En este sentido existe una lógica perversa en nuestra relación con el Estado Islámico: para captar nuestra atención deben superarse cada día en atrocidades. Ellos saben bien que una muerte ejecutada con crueldad abrirá los telediarios. También saben, para nuestra desgracia, que el asesinato de un occidental provocará mucha más conmoción que el de doscientos africanos o asíáticos. ¿Debemos sentirnos culpables por ello? Es muy difícil para nosotros, espectadores desorientados y manipulados acerca de lo que pasa en el mundo, que reaccionemos adecuadamente ante cada acontecimiento, porque al final tanto bombardeo de imágenes nos insensibiliza, a pesar de que jamás renunciemos a nuestra condición de voyeurs.

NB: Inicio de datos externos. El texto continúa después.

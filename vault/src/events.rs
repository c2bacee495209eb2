//! Event reasons and the recorder seam.

use crate::model::ObjectKey;
use std::fmt;
use tracing::{info, warn};

/// Event severity.
#[derive(Debug, Clone, Copy, PartialEq, Eq)]
pub enum EventType {
    /// Informational
    Normal,
    /// Something went wrong
    Warning,
}

impl EventType {
    /// Kubernetes event type string.
    #[must_use]
    pub const fn as_str(&self) -> &'static str {
        match self {
            Self::Normal => "Normal",
            Self::Warning => "Warning",
        }
    }
}

/// Why an event was recorded.
#[derive(Debug, Clone, Copy, PartialEq, Eq, Hash)]
pub enum Reason {
    /// Client configuration could not be resolved
    VaultClientConfigError,
    /// A backend call failed
    VaultClientError,
    /// A lease was renewed
    SecretLeaseRenewal,
    /// A lease renewal failed
    SecretLeaseRenewalError,
    /// Secret data was synced
    SecretSynced,
    /// Secret data was re-issued
    SecretRotated,
    /// Transit encryption failed
    TransitEncryptError,
    /// Transit encryption succeeded
    TransitEncryptSuccessful,
    /// Transit decryption failed
    TransitDecryptError,
    /// Transit decryption succeeded
    TransitDecryptSuccessful,
    /// A client was stored for reuse
    VaultClientCacheCreation,
    /// A client was evicted
    VaultClientCacheEviction,
    /// A requeue horizon could not be computed
    InvalidHorizon,
    /// Persistence was refused by the persistence model
    PersistenceForbidden,
    /// A persisted client could not be restored
    CacheRestorationFailed,
    /// A persisted client was restored
    CacheRestorationSucceeded,
    /// The backend is in an unexpected state
    Unrecoverable,
}

impl Reason {
    /// Reason string as it appears on the event.
    #[must_use]
    pub const fn as_str(&self) -> &'static str {
        match self {
            Self::VaultClientConfigError => "VaultClientConfigError",
            Self::VaultClientError => "VaultClientError",
            Self::SecretLeaseRenewal => "SecretLeaseRenewal",
            Self::SecretLeaseRenewalError => "SecretLeaseRenewalError",
            Self::SecretSynced => "SecretSynced",
            Self::SecretRotated => "SecretRotated",
            Self::TransitEncryptError => "TransitEncryptError",
            Self::TransitEncryptSuccessful => "TransitEncryptSuccessful",
            Self::TransitDecryptError => "TransitDecryptError",
            Self::TransitDecryptSuccessful => "TransitDecryptSuccessful",
            Self::VaultClientCacheCreation => "VaultClientCacheCreation",
            Self::VaultClientCacheEviction => "VaultClientCacheEviction",
            Self::InvalidHorizon => "InvalidHorizon",
            Self::PersistenceForbidden => "PersistenceForbidden",
            Self::CacheRestorationFailed => "CacheRestorationFailed",
            Self::CacheRestorationSucceeded => "CacheRestorationSucceeded",
            Self::Unrecoverable => "Unrecoverable",
        }
    }
}

impl fmt::Display for Reason {
    fn fmt(&self, f: &mut fmt::Formatter<'_>) -> fmt::Result {
        f.write_str(self.as_str())
    }
}

/// Sink for Kubernetes events.
pub trait EventRecorder: Send + Sync {
    /// Record an event against `object`.
    fn record(&self, object: &ObjectKey, event_type: EventType, reason: Reason, message: String);

    /// Record a `Normal` event.
    fn normal(&self, object: &ObjectKey, reason: Reason, message: String) {
        self.record(object, EventType::Normal, reason, message);
    }

    /// Record a `Warning` event.
    fn warning(&self, object: &ObjectKey, reason: Reason, message: String) {
        self.record(object, EventType::Warning, reason, message);
    }
}

/// Recorder that emits events as structured log lines.
#[derive(Debug, Clone, Copy, Default)]
pub struct TracingRecorder;

impl EventRecorder for TracingRecorder {
    fn record(&self, object: &ObjectKey, event_type: EventType, reason: Reason, message: String) {
        match event_type {
            EventType::Normal => info!(
                object = %object,
                reason = reason.as_str(),
                event_type = event_type.as_str(),
                "{message}"
            ),
            EventType::Warning => warn!(
                object = %object,
                reason = reason.as_str(),
                event_type = event_type.as_str(),
                "{message}"
            ),
        }
    }
}

#[cfg(test)]
mod tests {
    use super::*;

    #[test]
    fn test_reason_strings() {
        assert_eq!(Reason::CacheRestorationFailed.to_string(), "CacheRestorationFailed");
        assert_eq!(Reason::Unrecoverable.as_str(), "Unrecoverable");
        assert_eq!(EventType::Warning.as_str(), "Warning");
    }

    #[test]
    fn test_tracing_recorder_does_not_panic_without_subscriber() {
        let recorder = TracingRecorder;
        recorder.warning(
            &ObjectKey::new("tenant", "app"),
            Reason::VaultClientError,
            "login failed".to_string(),
        );
    }
}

Son pocas las que consiguen erigirse en icónicas, contar la historia completa de un acontecimiento y convertirse en ejemplos y advertencias para el futuro. Como bien nos recuerda Susan Sontag, no existe la memoria colectiva, pero sí es posible la instrucción colectiva, una especie de educación sentimental que compartimos:
"El conocimiento de determinadas fotografías erige nuestro sentido del presente y del pasado inmediato. Las fotografías trazan las rutas de referencia y sirven de tótem para las causas: es más probable que los sentimientos cristalicen ante una fotografía que ante un lema. Y las fotografías ayudan a erigir —y a revisar— nuestro sentido del pasado más lejano, con las conmociones póstumas tramadas gracias a la circulación de fotografías hasta entonces desconocidas. Las fotografías que todos reconocemos son en la actualidad parte constitutiva de lo que la sociedad ha elegido para reflexionar, o declara que ha elegido para reflexionar. Denomina a estas ideas «recuerdos», y esto es, a la larga, mera ficción. En sentido estricto no existe lo que se llama memoria colectiva: es parte de la misma familia de nociones espurias, como la culpa colectiva. Pero sí hay instrucción colectiva."